Printer's Error

Home > Other > Printer's Error > Page 25
Printer's Error Page 25

by Rebecca Romney


  We call typefaces like these “Gothic” because of the cultural shift that took place in the Renaissance. Gothic was “a term of derisive abuse which the Italian humanists applied to the traditional script of their contemporaries . . . [I]t was only meant to signify the classicist’s contempt for the barbarism of those who neglect to follow the Roman models as the Goths and Vandals did.” In other words, our modern name for this font family is a Renaissance-era insult aimed at the Middle Ages.

  No matter the time or culture, our fonts change with us. In order to define themselves against the rest of the world, for example, early twentieth-century German patriots advocated the use of Gothic fonts. These fonts were deeply tied to major moments in the German literary tradition, such as Martin Luther’s 1523 translation of the Bible. Maybe you can guess where this is going. With the Nazi Party’s rise to power, Gothic fonts became part of the Propagandamaschine. Here’s a real slogan from the time: “Feel German, think German, speak German, be German, even in your script.”

  In 1941, however, German script suddenly changed. Gothic type was labeled Jewish. “The type [was] being newly associated with the documents of Jewish bankers and the Jewish owners of printing presses.” That may have been true, but there were other causes as well. According to Erik Spiekermann, there was actually a shortage of fonts in Gothic typefaces; moreover, conquered territories were having trouble reading it. In other words, Gothic became too impractical.

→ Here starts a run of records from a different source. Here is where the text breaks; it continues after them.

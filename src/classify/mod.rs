//! Error classification for retry eligibility.
//!
//! ## Contents
//! - [`ErrorClass`] a named descriptor of an error family
//! - [`Classifier`] allow-list / deny-list rule over error classes
//! - [`retryable`] the classification function over raw lists
//!
//! ## Precedence
//! ```text
//! allow-list non-empty ─► retryable iff the error matches some entry
//! deny-list non-empty  ─► retryable iff the error matches no entry
//! neither              ─► always retryable
//! ```

mod class;
mod classifier;

pub use class::{DynError, ErrorClass};
pub use classifier::{retryable, Classifier};
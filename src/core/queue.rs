//! # In-process job queue with delayed delivery.
//!
//! [`MemoryQueue`] is the reference host transport. Jobs travel as
//! serialized [`Payload`]s, so every retry goes through the same
//! encode → transport → decode trip a real broker would impose.
//!
//! ```text
//! push(payload) ───────────────────────────────► channel ──► recv()
//! reschedule(instance, delay) ─► encode ─► sleep(delay) ─┘
//! ```
//!
//! [`MemoryQueue::inline`] builds a transport without delay support: retries
//! are re-enqueued immediately, which is what a strict host check refuses.
//!
//! ## Rules
//! - `reschedule` is fire-and-forget and must be called inside a Tokio runtime.
//! - Delayed jobs are not persisted; dropping the runtime loses them.

use std::sync::atomic::{AtomicUsize, Ordering};
use std::sync::Arc;
use std::time::Duration;

use serde_json::Value;
use tokio::sync::{mpsc, Mutex};
use tracing::trace;

use crate::core::instance::TaskInstance;
use crate::intercept::{HostCapabilities, Reschedule};
use crate::policies::millis;
use crate::tasks::Envelope;
use crate::tracker::Payload;

/// Unbounded in-memory queue of job payloads.
#[derive(Debug)]
pub struct MemoryQueue {
    tx: mpsc::UnboundedSender<Payload>,
    rx: Mutex<mpsc::UnboundedReceiver<Payload>>,
    delayed: Arc<AtomicUsize>,
    supports_delay: bool,
}

impl Default for MemoryQueue {
    fn default() -> Self {
        let (tx, rx) = mpsc::unbounded_channel();
        Self {
            tx,
            rx: Mutex::new(rx),
            delayed: Arc::new(AtomicUsize::new(0)),
            supports_delay: true,
        }
    }
}

impl MemoryQueue {
    /// Creates an empty queue.
    pub fn new() -> Self {
        Self::default()
    }

    /// Creates a queue that ignores delays.
    pub fn inline() -> Self {
        Self {
            supports_delay: false,
            ..Self::default()
        }
    }

    /// Describes the transport for host compatibility checks.
    pub fn capabilities(&self) -> HostCapabilities {
        if self.supports_delay {
            HostCapabilities::new("memory", true)
        } else {
            HostCapabilities::new("inline", false)
        }
    }

    /// Enqueues a new job for `task` and returns its envelope.
    pub fn enqueue(&self, task: impl Into<String>, arguments: Vec<Value>) -> Envelope {
        let envelope = Envelope::new(task, arguments);
        self.push(TaskInstance::new(envelope.clone()).encode());
        envelope
    }

    /// Enqueues a raw payload for immediate delivery.
    pub fn push(&self, payload: Payload) {
        let _ = self.tx.send(payload);
    }

    /// Waits for the next payload.
    pub async fn recv(&self) -> Option<Payload> {
        self.rx.lock().await.recv().await
    }

    /// Returns the next payload if one is ready.
    pub async fn try_recv(&self) -> Option<Payload> {
        self.rx.lock().await.try_recv().ok()
    }

    /// Number of retries waiting for their delay to elapse.
    pub fn delayed(&self) -> usize {
        self.delayed.load(Ordering::Acquire)
    }
}

impl Reschedule<TaskInstance> for MemoryQueue {
    fn reschedule(&self, task: &TaskInstance, delay: Duration) {
        let payload = task.encode();
        if !self.supports_delay {
            self.push(payload);
            return;
        }

        let tx = self.tx.clone();
        let delayed = Arc::clone(&self.delayed);

        delayed.fetch_add(1, Ordering::AcqRel);
        trace!(
            job_id = %task.envelope().job_id,
            delay_ms = millis(delay),
            "job delayed"
        );
        tokio::spawn(async move {
            tokio::time::sleep(delay).await;
            let _ = tx.send(payload);
            delayed.fetch_sub(1, Ordering::AcqRel);
        });
    }
}
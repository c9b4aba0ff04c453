//! # The strategy contract.
//!
//! [`BackoffStrategy`] is the seam between the engine and retry policies. The
//! built-in variants implement it, and so can any user type: the compiler
//! checks the shape `(attempt, error)` for both methods at the point where the
//! strategy is handed to a [`RetryPolicy`](crate::RetryPolicy).

use std::sync::Arc;
use std::time::Duration;

use crate::classify::DynError;
use crate::config::{RetryOptions, StrategyKind};
use crate::error::ConfigError;
use crate::policies::{ExponentialBackoff, FixedBackoff, VariableBackoff};

/// Decides retry eligibility and delay for a failed attempt.
///
/// Implementations must be pure with respect to the engine: no I/O, no
/// blocking. Randomness is allowed in [`retry_delay`](Self::retry_delay).
///
/// # Example
/// ```
/// use std::time::Duration;
/// use taskretry::{BackoffStrategy, DynError};
///
/// struct Always5s;
///
/// impl BackoffStrategy for Always5s {
///     fn should_retry(&self, _attempt: u32, _error: &DynError) -> bool {
///         true
///     }
///
///     fn retry_delay(&self, _attempt: u32, _error: &DynError) -> Duration {
///         Duration::from_secs(5)
///     }
/// }
/// ```
pub trait BackoffStrategy: Send + Sync + 'static {
    /// Returns `true` when the execution numbered `attempt` that failed with
    /// `error` should be re-attempted.
    fn should_retry(&self, attempt: u32, error: &DynError) -> bool;

    /// Returns the wait before re-attempting after execution `attempt` failed.
    fn retry_delay(&self, attempt: u32, error: &DynError) -> Duration;

    /// Returns the strategy name used in logs.
    ///
    /// The default uses `type_name::<Self>()`; override it for custom strategies.
    fn name(&self) -> &'static str {
        std::any::type_name::<Self>()
    }
}

impl<S: BackoffStrategy + ?Sized> BackoffStrategy for Arc<S> {
    fn should_retry(&self, attempt: u32, error: &DynError) -> bool {
        (**self).should_retry(attempt, error)
    }

    fn retry_delay(&self, attempt: u32, error: &DynError) -> Duration {
        (**self).retry_delay(attempt, error)
    }

    fn name(&self) -> &'static str {
        (**self).name()
    }
}

/// Builds the built-in strategy for `kind`, validating `options` first.
///
/// ## Example
/// ```rust
/// use taskretry::{choose, RetryOptions, StrategyKind};
///
/// let s = choose(StrategyKind::Fixed, RetryOptions::new().with_limit(3)).unwrap();
/// assert_eq!(s.name(), "fixed");
/// ```
pub fn choose(
    kind: StrategyKind,
    options: RetryOptions,
) -> Result<Arc<dyn BackoffStrategy>, ConfigError> {
    Ok(match kind {
        StrategyKind::Fixed => Arc::new(FixedBackoff::new(options)?),
        StrategyKind::Variable => Arc::new(VariableBackoff::new(options)?),
        StrategyKind::Exponential => Arc::new(ExponentialBackoff::new(options)?),
    })
}
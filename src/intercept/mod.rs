//! Failure interception: where the retry decision meets the host.
//!
//! ## Contents
//! - [`RetryPolicy`]       immutable strategy + optional callback, one per task type
//! - [`CallbackSignal`]    callback result; [`CallbackSignal::Halt`] vetoes a retry
//! - [`RetryInterceptor`]  the failure handler a host calls after its own rescue handlers
//! - [`Disposition`], [`FailureState`] the outcome of one failure
//! - [`Reschedule`]        the host's delayed re-scheduling primitive
//! - [`HostCapabilities`], [`check_host`] attachment-time compatibility check
//!
//! ## Flow
//! ```text
//! task fails ─► host rescue handlers ─(not rescued)─► RetryInterceptor::handle
//!                                                       │
//!     strategy.should_retry(attempt, err)? ──no──────► Propagating (not handled)
//!                    │ yes
//!     delay = strategy.retry_delay(attempt, err)
//!     callback(err, delay) == Halt? ─────yes─────────► Propagating (not handled)
//!                    │ no
//!     tracker.advance(); host.reschedule(task, delay) ► Retrying (handled)
//! ```

mod host;
mod interceptor;
mod policy;

pub use host::{check_host, Compatibility, HostCapabilities, HostWarning, Reschedule};
pub use interceptor::{Disposition, FailureState, PropagateReason, RetryInterceptor};
pub use policy::{CallbackSignal, RetryCallback, RetryPolicy};
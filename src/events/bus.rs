//! # Event bus for worker events.
//!
//! [`Bus`] wraps [`tokio::sync::broadcast`]: publishing never blocks the
//! worker, and every receiver gets its own copy of each event.
//!
//! ## Rules
//! - **Non-blocking publish**: `publish()` never waits for receivers.
//! - **Bounded capacity**: one ring buffer shared by all receivers.
//! - **Lag handling**: a slow receiver gets `RecvError::Lagged(n)` and skips `n` events.
//! - **No persistence**: with no receiver at send time the event is dropped.

use tokio::sync::broadcast;

use super::event::Event;

/// Broadcast channel for worker events. Cheap to clone.
#[derive(Clone, Debug)]
pub struct Bus {
    tx: broadcast::Sender<Event>,
}

impl Bus {
    /// Creates a bus holding at most `capacity` pending events (minimum 1).
    pub fn new(capacity: usize) -> Self {
        let (tx, _rx) = broadcast::channel::<Event>(capacity.max(1));
        Self { tx }
    }

    /// Publishes an event to all current receivers.
    pub fn publish(&self, ev: Event) {
        let _ = self.tx.send(ev);
    }

    /// Creates a receiver for events sent from now on.
    pub fn subscribe(&self) -> broadcast::Receiver<Event> {
        self.tx.subscribe()
    }

    /// Returns the number of live receivers.
    pub fn receiver_count(&self) -> usize {
        self.tx.receiver_count()
    }
}
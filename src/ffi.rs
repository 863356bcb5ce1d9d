//! FFI bindings for GoodWheel Core
//!
//! This module provides C-compatible functions for driving a monitoring session
//! from a mobile or web shell. Events are buffered inside the handle and drained
//! as a JSON array. Strings returned by these functions must be freed with
//! `gw_free_string`. Timestamps are Unix epoch milliseconds.

use std::cell::RefCell;
use std::ffi::{CStr, CString};
use std::os::raw::c_char;
use std::ptr;

use chrono::{DateTime, Utc};

use crate::session::DriveSession;
use crate::types::{
    EventRecord, FrameSample, MotionSample, PositionSample, SensorFault, SensorKind, Vec3,
};

// Thread-local storage for the last error message
thread_local! {
    static LAST_ERROR: RefCell<Option<CString>> = const { RefCell::new(None) };
}

/// Set the last error message
fn set_last_error(msg: &str) {
    LAST_ERROR.with(|e| {
        *e.borrow_mut() = CString::new(msg).ok();
    });
}

/// Clear the last error message
fn clear_last_error() {
    LAST_ERROR.with(|e| {
        *e.borrow_mut() = None;
    });
}

/// Helper to convert C string to Rust string
unsafe fn cstr_to_string(ptr: *const c_char) -> Option<String> {
    if ptr.is_null() {
        return None;
    }
    CStr::from_ptr(ptr).to_str().ok().map(|s| s.to_string())
}

/// Helper to convert Rust string to C string (caller must free)
fn string_to_cstr(s: &str) -> *mut c_char {
    match CString::new(s) {
        Ok(cstr) => cstr.into_raw(),
        Err(_) => ptr::null_mut(),
    }
}

fn timestamp_from_millis(timestamp_ms: i64) -> Option<DateTime<Utc>> {
    let timestamp = DateTime::from_timestamp_millis(timestamp_ms);
    if timestamp.is_none() {
        set_last_error("Timestamp out of range");
    }
    timestamp
}

/// Optional reading passed as a value plus a presence flag
fn optional(value: f64, present: bool) -> Option<f64> {
    present.then_some(value)
}

// ============================================================================
// Session Lifecycle
// ============================================================================

/// Opaque handle to a DriveSession with its pending events
pub struct DriveSessionHandle {
    session: DriveSession,
    pending: Vec<EventRecord>,
}

impl DriveSessionHandle {
    fn new(session: DriveSession) -> Self {
        Self {
            session,
            pending: Vec::new(),
        }
    }
}

/// Create a new session from a JSON configuration.
///
/// # Safety
/// - `config_json` must be a valid null-terminated C string, or NULL for defaults.
/// - Returns a pointer that must be freed with `gw_session_free`.
/// - Returns NULL on error; call `gw_last_error` to get the error message.
#[no_mangle]
pub unsafe extern "C" fn gw_session_new(config_json: *const c_char) -> *mut DriveSessionHandle {
    clear_last_error();

    let session = if config_json.is_null() {
        DriveSession::new()
    } else {
        let json = match cstr_to_string(config_json) {
            Some(s) => s,
            None => {
                set_last_error("Invalid config string pointer");
                return ptr::null_mut();
            }
        };
        match DriveSession::from_config_json(&json) {
            Ok(session) => session,
            Err(e) => {
                set_last_error(&e.to_string());
                return ptr::null_mut();
            }
        }
    };

    Box::into_raw(Box::new(DriveSessionHandle::new(session)))
}

/// Free a session.
///
/// # Safety
/// - `handle` must be a valid pointer returned by `gw_session_new`, or NULL.
/// - After calling this function, the pointer is invalid.
#[no_mangle]
pub unsafe extern "C" fn gw_session_free(handle: *mut DriveSessionHandle) {
    if !handle.is_null() {
        drop(Box::from_raw(handle));
    }
}

/// Start a monitoring session, discarding any undrained events.
///
/// # Safety
/// - `handle` must be a valid pointer returned by `gw_session_new`.
/// - Returns 0 on success, non-zero on error.
#[no_mangle]
pub unsafe extern "C" fn gw_session_start(
    handle: *mut DriveSessionHandle,
    timestamp_ms: i64,
) -> i32 {
    clear_last_error();

    if handle.is_null() {
        set_last_error("Null session pointer");
        return -1;
    }
    let handle = &mut *handle;

    let Some(now) = timestamp_from_millis(timestamp_ms) else {
        return -1;
    };

    handle.pending.clear();
    handle.session.start(now);
    0
}

/// Stop the monitoring session.
///
/// # Safety
/// - `handle` must be a valid pointer returned by `gw_session_new`.
/// - Returns 0 on success, non-zero on error.
#[no_mangle]
pub unsafe extern "C" fn gw_session_stop(
    handle: *mut DriveSessionHandle,
    timestamp_ms: i64,
) -> i32 {
    clear_last_error();

    if handle.is_null() {
        set_last_error("Null session pointer");
        return -1;
    }
    let handle = &mut *handle;

    let Some(now) = timestamp_from_millis(timestamp_ms) else {
        return -1;
    };

    handle.session.stop(now);
    0
}

// ============================================================================
// Sample Ingestion
// ============================================================================

/// Feed one accelerometer + gyroscope sample. Pass NaN on any acceleration
/// axis when the device gave no acceleration reading; non-finite rotation
/// axes read as zero.
///
/// # Safety
/// - `handle` must be a valid pointer returned by `gw_session_new`.
/// - Returns the number of events emitted, or -1 on error.
#[no_mangle]
#[allow(clippy::too_many_arguments)]
pub unsafe extern "C" fn gw_session_feed_motion(
    handle: *mut DriveSessionHandle,
    accel_x: f64,
    accel_y: f64,
    accel_z: f64,
    rotation_alpha: f64,
    rotation_beta: f64,
    rotation_gamma: f64,
    timestamp_ms: i64,
) -> i32 {
    clear_last_error();

    if handle.is_null() {
        set_last_error("Null session pointer");
        return -1;
    }
    let handle = &mut *handle;

    let Some(timestamp) = timestamp_from_millis(timestamp_ms) else {
        return -1;
    };

    let sample = MotionSample::new(
        Vec3::new(accel_x, accel_y, accel_z),
        Vec3::new(rotation_alpha, rotation_beta, rotation_gamma),
        timestamp,
    );
    handle.session.feed_motion_into(&sample, &mut handle.pending) as i32
}

/// Feed one GPS fix. `has_speed` is zero when the receiver gave no speed.
///
/// # Safety
/// - `handle` must be a valid pointer returned by `gw_session_new`.
/// - Returns the number of events emitted, or -1 on error.
#[no_mangle]
pub unsafe extern "C" fn gw_session_feed_position(
    handle: *mut DriveSessionHandle,
    lat: f64,
    lng: f64,
    speed_mps: f64,
    has_speed: i32,
    timestamp_ms: i64,
) -> i32 {
    clear_last_error();

    if handle.is_null() {
        set_last_error("Null session pointer");
        return -1;
    }
    let handle = &mut *handle;

    let Some(timestamp) = timestamp_from_millis(timestamp_ms) else {
        return -1;
    };

    let sample = PositionSample {
        lat,
        lng,
        speed_mps: optional(speed_mps, has_speed != 0),
        timestamp,
    };
    handle.session.feed_position_into(&sample, &mut handle.pending) as i32
}

/// Report a failed position request.
///
/// `code`: 1 = permission denied, 2 = no fix, 3 = timeout, anything else =
/// unavailable. Always returns -1 with the fault message set as the last error.
///
/// # Safety
/// - `handle` must be a valid pointer returned by `gw_session_new`.
#[no_mangle]
pub unsafe extern "C" fn gw_session_feed_position_error(
    handle: *mut DriveSessionHandle,
    code: i32,
) -> i32 {
    clear_last_error();

    if handle.is_null() {
        set_last_error("Null session pointer");
        return -1;
    }
    let handle = &mut *handle;

    let fault = match code {
        1 => SensorFault::PermissionDenied(SensorKind::Position),
        2 => SensorFault::NoFix,
        3 => SensorFault::Timeout,
        other => SensorFault::Unavailable {
            sensor: SensorKind::Position,
            reason: format!("adapter error code {other}"),
        },
    };

    match handle.session.feed_position_fix(Err(fault)) {
        Ok(records) => {
            handle.pending.extend(records);
            0
        }
        Err(e) => {
            set_last_error(&e.to_string());
            -1
        }
    }
}

/// Feed one camera inference result.
///
/// # Safety
/// - `handle` must be a valid pointer returned by `gw_session_new`.
/// - Returns the number of events emitted, or -1 on error.
#[no_mangle]
pub unsafe extern "C" fn gw_session_feed_frame(
    handle: *mut DriveSessionHandle,
    face_present: i32,
    timestamp_ms: i64,
) -> i32 {
    clear_last_error();

    if handle.is_null() {
        set_last_error("Null session pointer");
        return -1;
    }
    let handle = &mut *handle;

    let Some(timestamp) = timestamp_from_millis(timestamp_ms) else {
        return -1;
    };

    let frame = FrameSample {
        face_present: face_present != 0,
        timestamp,
    };
    handle.session.feed_frame_into(&frame, &mut handle.pending) as i32
}

// ============================================================================
// Readout
// ============================================================================

/// Drain buffered events as a JSON array, oldest first.
///
/// # Safety
/// - `handle` must be a valid pointer returned by `gw_session_new`.
/// - Returns a newly allocated string that must be freed with `gw_free_string`.
/// - Returns NULL on error; call `gw_last_error` to get the error message.
#[no_mangle]
pub unsafe extern "C" fn gw_session_drain_events(handle: *mut DriveSessionHandle) -> *mut c_char {
    clear_last_error();

    if handle.is_null() {
        set_last_error("Null session pointer");
        return ptr::null_mut();
    }
    let handle = &mut *handle;

    match serde_json::to_string(&handle.pending) {
        Ok(json) => {
            handle.pending.clear();
            string_to_cstr(&json)
        }
        Err(e) => {
            set_last_error(&e.to_string());
            ptr::null_mut()
        }
    }
}

/// Session summary (state, counters, current speed) as JSON.
///
/// # Safety
/// - `handle` must be a valid pointer returned by `gw_session_new`.
/// - Returns a newly allocated string that must be freed with `gw_free_string`.
/// - Returns NULL on error; call `gw_last_error` to get the error message.
#[no_mangle]
pub unsafe extern "C" fn gw_session_summary(handle: *const DriveSessionHandle) -> *mut c_char {
    clear_last_error();

    if handle.is_null() {
        set_last_error("Null session pointer");
        return ptr::null_mut();
    }
    let handle = &*handle;

    match handle.session.summary_json() {
        Ok(json) => string_to_cstr(&json),
        Err(e) => {
            set_last_error(&e.to_string());
            ptr::null_mut()
        }
    }
}

// ============================================================================
// Memory Management
// ============================================================================

/// Free a string returned by GoodWheel functions.
///
/// # Safety
/// - `ptr` must be a valid pointer returned by a GoodWheel function, or NULL.
/// - After calling this function, the pointer is invalid.
#[no_mangle]
pub unsafe extern "C" fn gw_free_string(ptr: *mut c_char) {
    if !ptr.is_null() {
        drop(CString::from_raw(ptr));
    }
}

// ============================================================================
// Error Handling
// ============================================================================

/// Get the last error message.
///
/// # Safety
/// - Returns a pointer to a thread-local error string.
/// - The returned pointer is valid until the next GoodWheel function call on this thread.
/// - Do NOT free the returned pointer.
/// - Returns NULL if no error occurred.
#[no_mangle]
pub unsafe extern "C" fn gw_last_error() -> *const c_char {
    LAST_ERROR.with(|e| match &*e.borrow() {
        Some(cstr) => cstr.as_ptr(),
        None => ptr::null(),
    })
}
//! Speed monitor
//!
//! Converts GPS ground speed to km/h, exposes it for display, and emits a
//! speeding event when the limit is exceeded and the cooldown has passed.

use chrono::{DateTime, Utc};

use crate::config::SpeedConfig;
use crate::types::{Event, PositionSample};

const MPS_TO_KMH: f64 = 3.6;

/// Stateful speed monitor for one monitoring session
#[derive(Debug, Clone)]
pub struct SpeedMonitor {
    config: SpeedConfig,
    last_speed_event_time: Option<DateTime<Utc>>,
    current_speed_kmh: f64,
    coordinates: Option<(f64, f64)>,
    speed_exceeded_count: u32,
}

impl Default for SpeedMonitor {
    fn default() -> Self {
        Self::new(SpeedConfig::default())
    }
}

impl SpeedMonitor {
    pub fn new(config: SpeedConfig) -> Self {
        Self {
            config,
            last_speed_event_time: None,
            current_speed_kmh: 0.0,
            coordinates: None,
            speed_exceeded_count: 0,
        }
    }

    /// Speed from the most recent fix (km/h), not gated by the cooldown
    pub fn current_speed_kmh(&self) -> f64 {
        self.current_speed_kmh
    }

    /// `(lat, lng)` of the most recent fix
    pub fn coordinates(&self) -> Option<(f64, f64)> {
        self.coordinates
    }

    pub fn speed_exceeded_count(&self) -> u32 {
        self.speed_exceeded_count
    }

    /// Clear the displayed speed and position, keeping counters and cooldown
    pub fn clear_reading(&mut self) {
        self.current_speed_kmh = 0.0;
        self.coordinates = None;
    }

    /// Clear everything for a new session
    pub fn reset(&mut self) {
        self.clear_reading();
        self.last_speed_event_time = None;
        self.speed_exceeded_count = 0;
    }

    /// Process one GPS fix
    pub fn on_sample(&mut self, sample: &PositionSample) -> Option<Event> {
        let speed_mps = sample
            .speed_mps
            .filter(|speed| speed.is_finite())
            .unwrap_or(0.0);
        let speed_kmh = speed_mps * MPS_TO_KMH;

        self.current_speed_kmh = speed_kmh;
        self.coordinates = Some((sample.lat, sample.lng));

        if speed_kmh <= self.config.speed_limit_kmh || !self.cooldown_elapsed(sample.timestamp) {
            return None;
        }

        self.speed_exceeded_count += 1;
        self.last_speed_event_time = Some(sample.timestamp);

        Some(Event::SpeedExceeded {
            speed_kmh,
            lat: sample.lat,
            lng: sample.lng,
        })
    }

    /// Whole seconds since the last speeding event must exceed the cooldown
    fn cooldown_elapsed(&self, now: DateTime<Utc>) -> bool {
        match self.last_speed_event_time {
            Some(last) => (now - last).num_seconds() > self.config.speed_cooldown_s,
            None => true,
        }
    }
}

#[cfg(test)]
mod tests {
    use super::*;
    use chrono::{Duration, TimeZone};
    use pretty_assertions::assert_eq;

    fn at(ms: i64) -> DateTime<Utc> {
        Utc.with_ymd_and_hms(2024, 1, 15, 14, 0, 0).unwrap() + Duration::milliseconds(ms)
    }

    fn fix(ms: i64, speed_mps: Option<f64>) -> PositionSample {
        PositionSample {
            lat: 52.52,
            lng: 13.405,
            speed_mps,
            timestamp: at(ms),
        }
    }

    #[test]
    fn test_speed_cooldown_sequence() {
        let mut monitor = SpeedMonitor::default();

        let first = monitor.on_sample(&fix(0, Some(13.9)));
        match first {
            Some(Event::SpeedExceeded { speed_kmh, lat, lng }) => {
                assert!((speed_kmh - 50.04).abs() < 1e-9);
                assert_eq!((lat, lng), (52.52, 13.405));
            }
            other => panic!("expected speeding event, got {other:?}"),
        }

        assert_eq!(monitor.on_sample(&fix(5_000, Some(13.9))), None);
        assert!(monitor.on_sample(&fix(11_000, Some(13.9))).is_some());
        assert_eq!(monitor.speed_exceeded_count(), 2);
    }

    #[test]
    fn test_cooldown_counts_whole_seconds() {
        let mut monitor = SpeedMonitor::default();
        assert!(monitor.on_sample(&fix(0, Some(20.0))).is_some());
        assert_eq!(monitor.on_sample(&fix(10_999, Some(20.0))), None);
        assert!(monitor.on_sample(&fix(11_000, Some(20.0))).is_some());
    }

    #[test]
    fn test_at_limit_does_not_fire() {
        let mut monitor = SpeedMonitor::new(SpeedConfig {
            speed_limit_kmh: 36.0,
            ..SpeedConfig::default()
        });
        assert_eq!(monitor.on_sample(&fix(0, Some(10.0))), None);
        assert_eq!(monitor.speed_exceeded_count(), 0);
    }

    #[test]
    fn test_missing_speed_reads_as_zero() {
        let mut monitor = SpeedMonitor::default();
        monitor.on_sample(&fix(0, Some(20.0)));
        assert_eq!(monitor.on_sample(&fix(1_000, None)), None);
        assert_eq!(monitor.current_speed_kmh(), 0.0);
        assert_eq!(monitor.on_sample(&fix(2_000, Some(f64::NAN))), None);
        assert_eq!(monitor.current_speed_kmh(), 0.0);
    }

    #[test]
    fn test_current_speed_passes_through_during_cooldown() {
        let mut monitor = SpeedMonitor::default();
        monitor.on_sample(&fix(0, Some(20.0)));
        monitor.on_sample(&fix(1_000, Some(25.0)));
        assert!((monitor.current_speed_kmh() - 90.0).abs() < 1e-9);
        assert_eq!(monitor.coordinates(), Some((52.52, 13.405)));
    }

    #[test]
    fn test_reset_clears_cooldown_and_counter() {
        let mut monitor = SpeedMonitor::default();
        monitor.on_sample(&fix(0, Some(20.0)));
        monitor.reset();
        assert_eq!(monitor.speed_exceeded_count(), 0);
        assert_eq!(monitor.coordinates(), None);
        assert!(monitor.on_sample(&fix(1_000, Some(20.0))).is_some());
    }
}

What’s the point in conquering a nation if the people can’t read all the horribly racist posters you keep putting up? The dominance of Roman typefaces in German books today is partially thanks to the lack of printing supplies in the Nazi Party.

  The typefaces of the Private Press Movement reflected the concerns and the culture of the period. William Morris’s work at the Kelmscott Press, which many people write off as simply too much, expresses a powerful printing philosophy. The pages are densely pressed, covered with elaborate woodcuts and a typeface almost too pretty to read comfortably. One fellow printer calls them “full of wine.” This style was meant to be beautiful, yes, but it was also meant to create an “alienation effect,” that is, an extreme statement meant to force a reaction. Morris wasn’t simply suggesting his opinion; he was screaming it. It was this barbaric yawp that led the rebellion like a battle cry.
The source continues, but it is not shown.